This explains why, during one inspection showdown in 1998, a Gallup poll found that nearly 70 percent of Americans wanted President Clinton to use airstrikes to target Hussein himself (instead of just his supposed weapons installations), and 60 percent wanted American ground forces to launch an invasion. Clinton, like Bush before him, recognized that this was “unfeasible,” but he felt compelled to balance his desire to avoid war and occupation with voters’ intense hatred and fear of the Iraqi madman. Thus, he attacked Hussein as aggressively in his speeches as Bush had, approved some airstrikes, and signed the Iraq Liberation Act of 1998, which put the U.S. government on record supporting regime change.

So while there were no Iraqi nationals on any of the 9/11 flights, it was easy for foreign policy hawks — and, in particular, the neoconservatives who had long seen the forced removal Hussein as the first step in the democratization of the Middle East — to convince the public that at least part of their thirst for vengeance should be directed at Hussein. It was only natural for Americans to assume that a man they saw as “Hitler revisited” must have some way, somehow been involved in the attacks on their homeland. And even if he hadn’t, well, surely he’d be behind the next one — unless we acted now to stop him.

The story of how Bush bought into this is well-known. His instinct after 9/11 was too think big and aggressively, and his inner circle was littered with neocons and other hawks who’d been waiting for just the right opening to push for an invasion of Iraq.
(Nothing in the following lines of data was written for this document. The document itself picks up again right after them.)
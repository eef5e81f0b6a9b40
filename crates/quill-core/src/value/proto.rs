//! Prototypes: inherited members shared by object nodes
//!
//! A [`Prototype`] supplies default data members and computed accessors to
//! every object node attached to it. Accessors run against the draft facade
//! when the object is being drafted, so a getter observes in-session writes
//! and a setter routes its writes back through the draft.

use crate::draft::ObjectDraft;
use crate::error::DraftError;
use crate::value::Value;
use indexmap::IndexMap;
use std::fmt;
use std::sync::Arc;

/// Computed read: receives the draft the property was read on
pub type Getter = Arc<dyn Fn(&ObjectDraft) -> Result<Value, DraftError> + Send + Sync>;

/// Computed write: receives the draft the property was assigned on
pub type Setter = Arc<dyn Fn(&ObjectDraft, Value) -> Result<(), DraftError> + Send + Sync>;

/// Member inherited from a prototype
#[derive(Clone)]
pub enum Inherited {
    /// Plain default value
    Data(Value),
    /// Computed property
    Accessor {
        /// Read half, if readable
        get: Option<Getter>,
        /// Write half, if writable
        set: Option<Setter>,
    },
}

impl fmt::Debug for Inherited {
    fn fmt(&self, f: &mut fmt::Formatter<'_>) -> fmt::Result {
        match self {
            Self::Data(value) => f.debug_tuple("Data").field(value).finish(),
            Self::Accessor { get, set } => f
                .debug_struct("Accessor")
                .field("get", &get.is_some())
                .field("set", &set.is_some())
                .finish(),
        }
    }
}

/// Shared description of a class of object nodes
#[derive(Debug, Clone)]
pub struct Prototype {
    name: String,
    draftable: bool,
    members: IndexMap<String, Inherited>,
    parent: Option<Arc<Prototype>>,
}

impl Prototype {
    /// Prototype whose instances can be drafted
    #[must_use]
    pub fn new(name: impl Into<String>) -> Self {
        Self {
            name: name.into(),
            draftable: true,
            members: IndexMap::new(),
            parent: None,
        }
    }

    /// Prototype whose instances are opaque: never drafted, never frozen
    #[must_use]
    pub fn opaque(name: impl Into<String>) -> Self {
        Self {
            draftable: false,
            ..Self::new(name)
        }
    }

    /// Inherit from another prototype
    #[must_use]
    pub fn extending(mut self, parent: Arc<Prototype>) -> Self {
        self.parent = Some(parent);
        self
    }

    /// Add a default data member
    #[must_use]
    pub fn with_data(mut self, key: impl Into<String>, value: impl Into<Value>) -> Self {
        self.members.insert(key.into(), Inherited::Data(value.into()));
        self
    }

    /// Add a read-only computed member
    #[must_use]
    pub fn with_getter<G>(mut self, key: impl Into<String>, get: G) -> Self
    where
        G: Fn(&ObjectDraft) -> Result<Value, DraftError> + Send + Sync + 'static,
    {
        self.members.insert(
            key.into(),
            Inherited::Accessor {
                get: Some(Arc::new(get)),
                set: None,
            },
        );
        self
    }

    /// Add a computed member with both halves
    #[must_use]
    pub fn with_accessor<G, S>(mut self, key: impl Into<String>, get: G, set: S) -> Self
    where
        G: Fn(&ObjectDraft) -> Result<Value, DraftError> + Send + Sync + 'static,
        S: Fn(&ObjectDraft, Value) -> Result<(), DraftError> + Send + Sync + 'static,
    {
        self.members.insert(
            key.into(),
            Inherited::Accessor {
                get: Some(Arc::new(get)),
                set: Some(Arc::new(set)),
            },
        );
        self
    }

    /// Prototype name
    #[inline]
    #[must_use]
    pub fn name(&self) -> &str {
        &self.name
    }

    /// Whether instances take part in drafting
    #[inline]
    #[must_use]
    pub fn is_draftable(&self) -> bool {
        self.draftable
    }

    /// Find a member on this prototype or its ancestors
    #[must_use]
    pub fn lookup(&self, key: &str) -> Option<&Inherited> {
        let mut proto = Some(self);
        while let Some(current) = proto {
            if let Some(member) = current.members.get(key) {
                return Some(member);
            }
            proto = current.parent.as_deref();
        }
        None
    }

    /// Inherited setter for `key`, if any
    #[must_use]
    pub fn setter(&self, key: &str) -> Option<Setter> {
        match self.lookup(key)? {
            Inherited::Accessor { set, .. } => set.clone(),
            Inherited::Data(_) => None,
        }
    }
}

#[cfg(test)]
mod tests {
    use super::*;

    #[test]
    fn lookup_walks_the_chain() {
        let base = Arc::new(Prototype::new("Base").with_data("kind", "base"));
        let derived = Prototype::new("Derived")
            .with_data("level", 2)
            .extending(base);

        assert!(matches!(derived.lookup("level"), Some(Inherited::Data(_))));
        assert!(matches!(derived.lookup("kind"), Some(Inherited::Data(_))));
        assert!(derived.lookup("missing").is_none());
    }

    #[test]
    fn setter_only_for_accessors() {
        let proto = Prototype::new("Point")
            .with_data("x", 0)
            .with_accessor("y", |_| Ok(Value::Null), |_, _| Ok(()))
            .with_getter("z", |_| Ok(Value::Null));

        assert!(proto.setter("x").is_none());
        assert!(proto.setter("y").is_some());
        assert!(proto.setter("z").is_none());
    }

    #[test]
    fn opaque_is_not_draftable() {
        assert!(Prototype::new("Plain").is_draftable());
        assert!(!Prototype::opaque("Handle").is_draftable());
    }
}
This, supposedly, would not have been the case in a Gore White House.

But look a little closer and you’ll realize that President Gore would have been hearing the same pleas. His own vice president would have been Joe Lieberman, perhaps the most hawkish Democrat in Washington on Middle East issues. Marty Peretz, his old friend and confidante, would have had Gore’s ear and filled it with arguments for going into Iraq. Loud, influential, non-conservative media voices — like Tom Friedman and Peter Beinart — would have amplified these calls on the outside. Republicans would have been screaming for an invasion, and the public would have been on their side. Clinton could barely hold them all back in the ‘90s; after 9/11, would Gore have stood a chance?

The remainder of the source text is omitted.